Exercise prompt → A word-for-word transcription of all the data is required.

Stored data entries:
_ _ _
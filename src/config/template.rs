// Copyright (c) 2025 Steve Wagner (ciroque@live.com)
// SPDX-License-Identifier: MIT

//! `{{ namespace.path }}` substitution over a parsed configuration tree.
//!
//! Two namespaces are recognised:
//!
//! * `secret` resolves `path` through the [`SecretService`]
//! * `config` resolves `path` as a dotted lookup into the document itself
//!
//! Scalars are visited in document order and each one is written back
//! before the next is resolved, so a `config` reference sees earlier
//! substitutions but not later ones. Anything that cannot be resolved is
//! left verbatim.
//!
//! ```rust
//! use the_loom::config::template::find_spans;
//!
//! let spans = find_spans("{{ secret.FOO }}-{{ secret.BAR }}");
//! assert_eq!(spans.len(), 2);
//! assert_eq!(spans[1].namespace, "secret");
//! assert_eq!(spans[1].path, "BAR");
//! ```

use serde_yaml::Value;

use crate::errors::{ConfigError, PortError};
use crate::services::SecretService;

pub const SECRET_NAMESPACE: &str = "secret";
pub const CONFIG_NAMESPACE: &str = "config";

/// One `{{ ... }}` occurrence inside a scalar.
#[derive(Debug, Clone, PartialEq, Eq)]
pub struct TemplateSpan<'a> {
    /// Byte offset of the opening `{{`.
    pub start: usize,
    /// Byte offset just past the closing `}}`.
    pub end: usize,
    pub namespace: &'a str,
    pub path: &'a str,
}

/// Finds every well-formed span in `text`. Spans without a `.` separator
/// are not spans.
pub fn find_spans(text: &str) -> Vec<TemplateSpan<'_>> {
    let mut spans = Vec::new();
    let mut cursor = 0;

    while let Some(open) = text[cursor..].find("{{") {
        let start = cursor + open;
        let Some(close) = text[start + 2..].find("}}") else {
            break;
        };
        let close = start + 2 + close;
        // An unmatched opener before the span is literal text.
        let start = match text[start..close].rfind("{{") {
            Some(innermost) => start + innermost,
            None => start,
        };
        let inner_start = start + 2;
        let end = close + 2;
        let inner = text[inner_start..close].trim();

        if let Some((namespace, path)) = inner.split_once('.') {
            let (namespace, path) = (namespace.trim(), path.trim());
            if !namespace.is_empty() && !path.is_empty() {
                spans.push(TemplateSpan {
                    start,
                    end,
                    namespace,
                    path,
                });
            }
        }
        cursor = end;
    }
    spans
}

/// The key of the first `{{ secret.* }}` span still present in `text`.
pub fn unresolved_secret(text: &str) -> Option<&str> {
    find_spans(text)
        .into_iter()
        .find(|s| s.namespace == SECRET_NAMESPACE)
        .map(|s| s.path)
}

/// Dotted lookup; numeric segments index into sequences.
pub fn lookup<'a>(root: &'a Value, path: &str) -> Option<&'a Value> {
    path.split('.').try_fold(root, |node, segment| match node {
        Value::Mapping(map) => map.get(segment),
        Value::Sequence(items) => segment.parse::<usize>().ok().and_then(|i| items.get(i)),
        Value::Tagged(tagged) => lookup(&tagged.value, segment),
        _ => None,
    })
}

#[derive(Debug, Clone)]
enum Step {
    Key(Value),
    Index(usize),
}

fn collect_scalar_paths(node: &Value, prefix: &mut Vec<Step>, out: &mut Vec<Vec<Step>>) {
    match node {
        Value::String(s) if s.contains("{{") => out.push(prefix.clone()),
        Value::Mapping(map) => {
            for (key, value) in map {
                prefix.push(Step::Key(key.clone()));
                collect_scalar_paths(value, prefix, out);
                prefix.pop();
            }
        }
        Value::Sequence(items) => {
            for (index, value) in items.iter().enumerate() {
                prefix.push(Step::Index(index));
                collect_scalar_paths(value, prefix, out);
                prefix.pop();
            }
        }
        _ => {}
    }
}

fn node_at<'a>(root: &'a Value, path: &[Step]) -> Option<&'a Value> {
    path.iter().try_fold(root, |node, step| match (node, step) {
        (Value::Mapping(map), Step::Key(key)) => map.get(key),
        (Value::Sequence(items), Step::Index(i)) => items.get(*i),
        _ => None,
    })
}

fn node_at_mut<'a>(root: &'a mut Value, path: &[Step]) -> Option<&'a mut Value> {
    path.iter().try_fold(root, |node, step| match (node, step) {
        (Value::Mapping(map), Step::Key(key)) => map.get_mut(key),
        (Value::Sequence(items), Step::Index(i)) => items.get_mut(*i),
        _ => None,
    })
}

fn scalar_text(value: &Value) -> Option<String> {
    match value {
        Value::String(s) => Some(s.clone()),
        Value::Bool(b) => Some(b.to_string()),
        Value::Number(n) => Some(n.to_string()),
        _ => None,
    }
}

/// Resolves every span in `root`, in document order.
///
/// `secrets` may be `None`, in which case `secret` spans are left as is.
pub async fn render_templates(
    root: &mut Value,
    secrets: Option<&SecretService>,
) -> Result<(), ConfigError> {
    let mut paths = Vec::new();
    collect_scalar_paths(root, &mut Vec::new(), &mut paths);

    for path in paths {
        let Some(Value::String(original)) = node_at(root, &path).cloned() else {
            continue;
        };
        let rendered = render_scalar(&original, root, secrets)
            .await
            .map_err(ConfigError::Secret)?;
        if let Some(slot) = node_at_mut(root, &path) {
            *slot = rendered;
        }
    }
    Ok(())
}

async fn render_scalar(
    original: &str,
    root: &Value,
    secrets: Option<&SecretService>,
) -> Result<Value, PortError> {
    let spans = find_spans(original);

    // A scalar that is exactly one config reference keeps the target's type.
    if let [span] = spans.as_slice() {
        if span.start == 0 && span.end == original.len() && span.namespace == CONFIG_NAMESPACE {
            if let Some(target) = lookup(root, span.path) {
                if matches!(target, Value::Bool(_) | Value::Number(_) | Value::String(_)) {
                    return Ok(target.clone());
                }
            }
            return Ok(Value::String(original.to_string()));
        }
    }

    let mut rendered = String::with_capacity(original.len());
    let mut cursor = 0;
    for span in &spans {
        let replacement = match span.namespace {
            SECRET_NAMESPACE => match secrets {
                Some(service) => service.get(span.path).await?,
                None => None,
            },
            CONFIG_NAMESPACE => lookup(root, span.path).and_then(scalar_text),
            _ => None,
        };

        rendered.push_str(&original[cursor..span.start]);
        match replacement {
            Some(value) => rendered.push_str(&value),
            None => rendered.push_str(&original[span.start..span.end]),
        }
        cursor = span.end;
    }
    rendered.push_str(&original[cursor..]);
    Ok(Value::String(rendered))
}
_ _ _
Final answer →
filename src/config/template.rs
// Copyright (c) 2025 Steve Wagner (ciroque@live.com)
// SPDX-License-Identifier: MIT

//! `{{ namespace.path }}` substitution over a parsed configuration tree.
//!
//! Two namespaces are recognised:
//!
//! * `secret` resolves `path` through the [`SecretService`]
//! * `config` resolves `path` as a dotted lookup into the document itself
//!
//! Scalars are visited in document order and each one is written back
//! before the next is resolved, so a `config` reference sees earlier
//! substitutions but not later ones. Anything that cannot be resolved is
//! left verbatim.
//!
//! ```rust
//! use the_loom::config::template::find_spans;
//!
//! let spans = find_spans("{{ secret.FOO }}-{{ secret.BAR }}");
//! assert_eq!(spans.len(), 2);
//! assert_eq!(spans[1].namespace, "secret");
//! assert_eq!(spans[1].path, "BAR");
//! ```

use serde_yaml::Value;

use crate::errors::{ConfigError, PortError};
use crate::services::SecretService;

pub const SECRET_NAMESPACE: &str = "secret";
pub const CONFIG_NAMESPACE: &str = "config";

/// One `{{ ... }}` occurrence inside a scalar.
#[derive(Debug, Clone, PartialEq, Eq)]
pub struct TemplateSpan<'a> {
    /// Byte offset of the opening `{{`.
    pub start: usize,
    /// Byte offset just past the closing `}}`.
    pub end: usize,
    pub namespace: &'a str,
    pub path: &'a str,
}

/// Finds every well-formed span in `text`. Spans without a `.` separator
/// are not spans.
pub fn find_spans(text: &str) -> Vec<TemplateSpan<'_>> {
    let mut spans = Vec::new();
    let mut cursor = 0;

    while let Some(open) = text[cursor..].find("{{") {
        let start = cursor + open;
        let Some(close) = text[start + 2..].find("}}") else {
            break;
        };
        let close = start + 2 + close;
        // An unmatched opener before the span is literal text.
        let start = match text[start..close].rfind("{{") {
            Some(innermost) => start + innermost,
            None => start,
        };
        let inner_start = start + 2;
        let end = close + 2;
        let inner = text[inner_start..close].trim();

        if let Some((namespace, path)) = inner.split_once('.') {
            let (namespace, path) = (namespace.trim(), path.trim());
            if !namespace.is_empty() && !path.is_empty() {
                spans.push(TemplateSpan {
                    start,
                    end,
                    namespace,
                    path,
                });
            }
        }
        cursor = end;
    }
    spans
}

/// The key of the first `{{ secret.* }}` span still present in `text`.
pub fn unresolved_secret(text: &str) -> Option<&str> {
    find_spans(text)
        .into_iter()
        .find(|s| s.namespace == SECRET_NAMESPACE)
        .map(|s| s.path)
}

/// Dotted lookup; numeric segments index into sequences.
pub fn lookup<'a>(root: &'a Value, path: &str) -> Option<&'a Value> {
    path.split('.').try_fold(root, |node, segment| match node {
        Value::Mapping(map) => map.get(segment),
        Value::Sequence(items) => segment.parse::<usize>().ok().and_then(|i| items.get(i)),
        Value::Tagged(tagged) => lookup(&tagged.value, segment),
        _ => None,
    })
}

#[derive(Debug, Clone)]
enum Step {
    Key(Value),
    Index(usize),
}

fn collect_scalar_paths(node: &Value, prefix: &mut Vec<Step>, out: &mut Vec<Vec<Step>>) {
    match node {
        Value::String(s) if s.contains("{{") => out.push(prefix.clone()),
        Value::Mapping(map) => {
            for (key, value) in map {
                prefix.push(Step::Key(key.clone()));
                collect_scalar_paths(value, prefix, out);
                prefix.pop();
            }
        }
        Value::Sequence(items) => {
            for (index, value) in items.iter().enumerate() {
                prefix.push(Step::Index(index));
                collect_scalar_paths(value, prefix, out);
                prefix.pop();
            }
        }
        _ => {}
    }
}

fn node_at<'a>(root: &'a Value, path: &[Step]) -> Option<&'a Value> {
    path.iter().try_fold(root, |node, step| match (node, step) {
        (Value::Mapping(map), Step::Key(key)) => map.get(key),
        (Value::Sequence(items), Step::Index(i)) => items.get(*i),
        _ => None,
    })
}

fn node_at_mut<'a>(root: &'a mut Value, path: &[Step]) -> Option<&'a mut Value> {
    path.iter().try_fold(root, |node, step| match (node, step) {
        (Value::Mapping(map), Step::Key(key)) => map.get_mut(key),
        (Value::Sequence(items), Step::Index(i)) => items.get_mut(*i),
        _ => None,
    })
}

fn scalar_text(value: &Value) -> Option<String> {
    match value {
        Value::String(s) => Some(s.clone()),
        Value::Bool(b) => Some(b.to_string()),
        Value::Number(n) => Some(n.to_string()),
        _ => None,
    }
}

/// Resolves every span in `root`, in document order.
///
/// `secrets` may be `None`, in which case `secret` spans are left as is.
pub async fn render_templates(
    root: &mut Value,
    secrets: Option<&SecretService>,
) -> Result<(), ConfigError> {
    let mut paths = Vec::new();
    collect_scalar_paths(root, &mut Vec::new(), &mut paths);

    for path in paths {
        let Some(Value::String(original)) = node_at(root, &path).cloned() else {
            continue;
        };
        let rendered = render_scalar(&original, root, secrets)
            .await
            .map_err(ConfigError::Secret)?;
        if let Some(slot) = node_at_mut(root, &path) {
            *slot = rendered;
        }
    }
    Ok(())
}

async fn render_scalar(
    original: &str,
    root: &Value,
    secrets: Option<&SecretService>,
) -> Result<Value, PortError> {
    let spans = find_spans(original);

    // A scalar that is exactly one config reference keeps the target's type.
    if let [span] = spans.as_slice() {
        if span.start == 0 && span.end == original.len() && span.namespace == CONFIG_NAMESPACE {
            if let Some(target) = lookup(root, span.path) {
                if matches!(target, Value::Bool(_) | Value::Number(_) | Value::String(_)) {
                    return Ok(target.clone());
                }
            }
            return Ok(Value::String(original.to_string()));
        }
    }

    let mut rendered = String::with_capacity(original.len());
    let mut cursor = 0;
    for span in &spans {
        let replacement = match span.namespace {
            SECRET_NAMESPACE => match secrets {
                Some(service) => service.get(span.path).await?,
                None => None,
            },
            CONFIG_NAMESPACE => lookup(root, span.path).and_then(scalar_text),
            _ => None,
        };

        rendered.push_str(&original[cursor..span.start]);
        match replacement {
            Some(value) => rendered.push_str(&value),
            None => rendered.push_str(&original[span.start..span.end]),
        }
        cursor = span.end;
    }
    rendered.push_str(&original[cursor..]);
    Ok(Value::String(rendered))
}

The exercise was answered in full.